"Statisticians speak of something called the Paradox of the False Positive. Here's how that works: imagine that you've got a disease that strikes one in a million people, and a test for the disease that's 99% accurate. You administer the test to a million people, and it will be positive for around 10,000 of them – because for every hundred people, it will be wrong once (that's what 99% accurate means). Yet, statistically, we know that there's only one infected person in the entire sample. That means that your "99% accurate" test is wrong 9,999 times out of 10,000!
Terrorism is a lot less common than one in a million and automated "tests" for terrorism – data-mined conclusions drawn from transactions, Oyster cards, bank transfers, travel schedules, etc – are a lot less accurate than 99%. That means practically every person who is branded a terrorist by our data-mining efforts is innocent."

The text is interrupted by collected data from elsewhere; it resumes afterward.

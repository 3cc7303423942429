use crate::data::{Dataset, GameRecord};
use crate::error::MetricsError;
use serde::Serialize;
use std::collections::BTreeMap;
use tracing::debug;

/// Fewest records a champion needs before a population baseline is computed
/// for it. Single-player computations have no such floor.
pub const MIN_BASELINE_RECORDS: usize = 3;

#[derive(Debug, Clone, PartialEq, Serialize)]
pub struct ChampionStats {
    pub champion: String,
    pub games: usize,
    pub wins: usize,
    pub losses: usize,
    pub stats: BTreeMap<String, f64>,
}

impl ChampionStats {
    pub fn new(champion: impl Into<String>) -> Self {
        ChampionStats {
            champion: champion.into(),
            games: 0,
            wins: 0,
            losses: 0,
            stats: BTreeMap::new(),
        }
    }

    pub fn with_stat(mut self, stat: &str, value: f64) -> Self {
        self.stats.insert(stat.to_string(), value);
        self
    }

    pub fn get(&self, stat: &str) -> Option<f64> {
        self.stats.get(stat).copied()
    }

    pub fn win_rate(&self) -> f64 {
        let decided = self.wins + self.losses;
        if decided == 0 {
            0.0
        } else {
            self.wins as f64 / decided as f64
        }
    }

    /// Mean of every stat value, `None` when there are no stats.
    pub fn mean(&self) -> Option<f64> {
        if self.stats.is_empty() {
            None
        } else {
            Some(self.stats.values().sum::<f64>() / self.stats.len() as f64)
        }
    }
}

/// Champion → per-stat values. Also used to hold percent deviations.
#[derive(Debug, Clone, Default, PartialEq, Serialize)]
#[serde(transparent)]
pub struct ChampionStatMap {
    champions: BTreeMap<String, ChampionStats>,
}

pub type PercentDiffMap = ChampionStatMap;

impl ChampionStatMap {
    pub fn new() -> Self {
        ChampionStatMap::default()
    }

    /// Inserts an entry, replacing any previous one for the same champion.
    pub fn insert(&mut self, entry: ChampionStats) {
        self.champions.insert(entry.champion.clone(), entry);
    }

    pub fn get(&self, champion: &str) -> Option<&ChampionStats> {
        self.champions.get(champion)
    }

    pub fn contains(&self, champion: &str) -> bool {
        self.champions.contains_key(champion)
    }

    pub fn len(&self) -> usize {
        self.champions.len()
    }

    pub fn is_empty(&self) -> bool {
        self.champions.is_empty()
    }

    pub fn iter(&self) -> impl Iterator<Item = &ChampionStats> {
        self.champions.values()
    }

    pub fn iter_mut(&mut self) -> impl Iterator<Item = &mut ChampionStats> {
        self.champions.values_mut()
    }

    pub fn retain<F: FnMut(&ChampionStats) -> bool>(&mut self, mut keep: F) {
        self.champions.retain(|_, entry| keep(entry));
    }
}

impl FromIterator<ChampionStats> for ChampionStatMap {
    fn from_iter<I: IntoIterator<Item = ChampionStats>>(iter: I) -> Self {
        let mut map = ChampionStatMap::new();
        for entry in iter {
            map.insert(entry);
        }
        map
    }
}

/// Logical stat name → the dataset column holding its value.
#[derive(Debug, Clone, Default, PartialEq, Eq)]
pub struct StatSpec {
    entries: Vec<(String, String)>,
}

impl StatSpec {
    pub fn new() -> Self {
        StatSpec::default()
    }

    /// The per-minute stats compared by default, plus early-lane harass.
    pub fn standard() -> Self {
        StatSpec::new()
            .with("dmg", "dmg/min")
            .with("dmgTaken", "dmgTaken/min")
            .with("dmgMit", "dmgMit/min")
            .with("cc", "cc/min")
            .with("vs", "vs/min")
            .with("harass", "dTPMD0to10")
    }

    pub fn with(mut self, stat: &str, column: &str) -> Self {
        self.insert(stat, column);
        self
    }

    /// Maps `stat` to `column`; an existing mapping for `stat` is replaced.
    pub fn insert(&mut self, stat: &str, column: &str) {
        match self.entries.iter_mut().find(|(s, _)| s == stat) {
            Some(entry) => entry.1 = column.to_string(),
            None => self.entries.push((stat.to_string(), column.to_string())),
        }
    }

    pub fn iter(&self) -> impl Iterator<Item = (&str, &str)> {
        self.entries.iter().map(|(s, c)| (s.as_str(), c.as_str()))
    }

    pub fn stat_names(&self) -> Vec<String> {
        self.entries.iter().map(|(s, _)| s.clone()).collect()
    }
}

/// Population baseline: the win/loss-weighted stats of every champion in
/// `champions` with at least [`MIN_BASELINE_RECORDS`] records.
pub fn compute_baseline(
    dataset: &Dataset,
    champions: &[String],
    outcome_col: &str,
    spec: &StatSpec,
) -> Result<ChampionStatMap, MetricsError> {
    check_columns(dataset, outcome_col, spec)?;

    let mut map = ChampionStatMap::new();
    for champion in champions {
        let selection: Vec<&GameRecord> = dataset
            .iter()
            .filter(|r| &r.champion == champion)
            .collect();

        if selection.len() < MIN_BASELINE_RECORDS {
            debug!(
                "champion {} has {} records, below the baseline minimum",
                champion,
                selection.len()
            );
            continue;
        }

        if let Some(entry) = weighted_stats(champion, &selection, outcome_col, spec) {
            map.insert(entry);
        }
    }

    Ok(map)
}

/// A single player's win/loss-weighted stats on each champion in `champions`.
/// Player names match case-insensitively. Any number of records qualifies,
/// unlike [`compute_baseline`].
pub fn compute_for_player(
    dataset: &Dataset,
    player: &str,
    champions: &[String],
    outcome_col: &str,
    spec: &StatSpec,
) -> Result<ChampionStatMap, MetricsError> {
    check_columns(dataset, outcome_col, spec)?;

    let mut map = ChampionStatMap::new();
    for champion in champions {
        let selection: Vec<&GameRecord> = dataset
            .iter()
            .filter(|r| &r.champion == champion && r.is_player(player))
            .collect();

        if let Some(entry) = weighted_stats(champion, &selection, outcome_col, spec) {
            map.insert(entry);
        }
    }

    Ok(map)
}

fn check_columns(dataset: &Dataset, outcome_col: &str, spec: &StatSpec) -> Result<(), MetricsError> {
    let kind = dataset
        .column_kind(outcome_col)
        .ok_or_else(|| MetricsError::MissingColumn(outcome_col.to_string()))?;
    if !kind.is_numeric() {
        return Err(MetricsError::NonNumericOutcome {
            column: outcome_col.to_string(),
            dtype: kind.to_string(),
        });
    }

    for (_, column) in spec.iter() {
        let kind = dataset
            .column_kind(column)
            .ok_or_else(|| MetricsError::MissingColumn(column.to_string()))?;
        if !kind.is_numeric() {
            return Err(MetricsError::NonNumericStat {
                column: column.to_string(),
                dtype: kind.to_string(),
            });
        }
    }

    Ok(())
}

/// Weighted value per stat:
/// `(wins * mean_in_wins + losses * mean_in_losses) / (wins + losses)`.
///
/// A side with no values contributes a mean of 0. Stats are dropped when the
/// selection holds neither a win nor a loss, and the champion is dropped when
/// no stat survives.
fn weighted_stats(
    champion: &str,
    selection: &[&GameRecord],
    outcome_col: &str,
    spec: &StatSpec,
) -> Option<ChampionStats> {
    let (won, lost): (Vec<&GameRecord>, Vec<&GameRecord>) = selection
        .iter()
        .copied()
        .filter(|r| matches!(r.get(outcome_col).as_f64(), Some(o) if o == 1.0 || o == 0.0))
        .partition(|r| r.get(outcome_col).as_f64() == Some(1.0));

    let mut entry = ChampionStats::new(champion);
    entry.games = selection.len();
    entry.wins = won.len();
    entry.losses = lost.len();

    let decided = entry.wins + entry.losses;
    if decided == 0 {
        if !selection.is_empty() {
            debug!("champion {} has no decided games, skipping its stats", champion);
        }
        return None;
    }

    for (stat, column) in spec.iter() {
        let win_mean = column_mean(&won, column).unwrap_or(0.0);
        let loss_mean = column_mean(&lost, column).unwrap_or(0.0);
        let value = (entry.wins as f64 * win_mean + entry.losses as f64 * loss_mean) / decided as f64;
        entry.stats.insert(stat.to_string(), value);
    }

    if entry.stats.is_empty() {
        None
    } else {
        Some(entry)
    }
}

/// Mean over the non-null cells of `column`.
fn column_mean(records: &[&GameRecord], column: &str) -> Option<f64> {
    let values: Vec<f64> = records.iter().filter_map(|r| r.get(column).as_f64()).collect();
    if values.is_empty() {
        None
    } else {
        Some(values.iter().sum::<f64>() / values.len() as f64)
    }
}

Read the whole article, it's short and makes a great point, and is the perfect answer the next time someone tries to say we need data-mining, or illegal wiretapping, or widespread bank transaction surveillance, or... You get the picture. Statistics are good at making predictions of generic - not specific - cases. Useful as a guide, but never as useful in bringing in a potential perpetrator as hardcore, down and dirty police work. Instead of providing the tools needed for law enforcement and terror prevention, as Doctorow points out it's taking needles in haystacks and burying them in deeper haystacks for our law enforcement and intelligence agencies to sift through.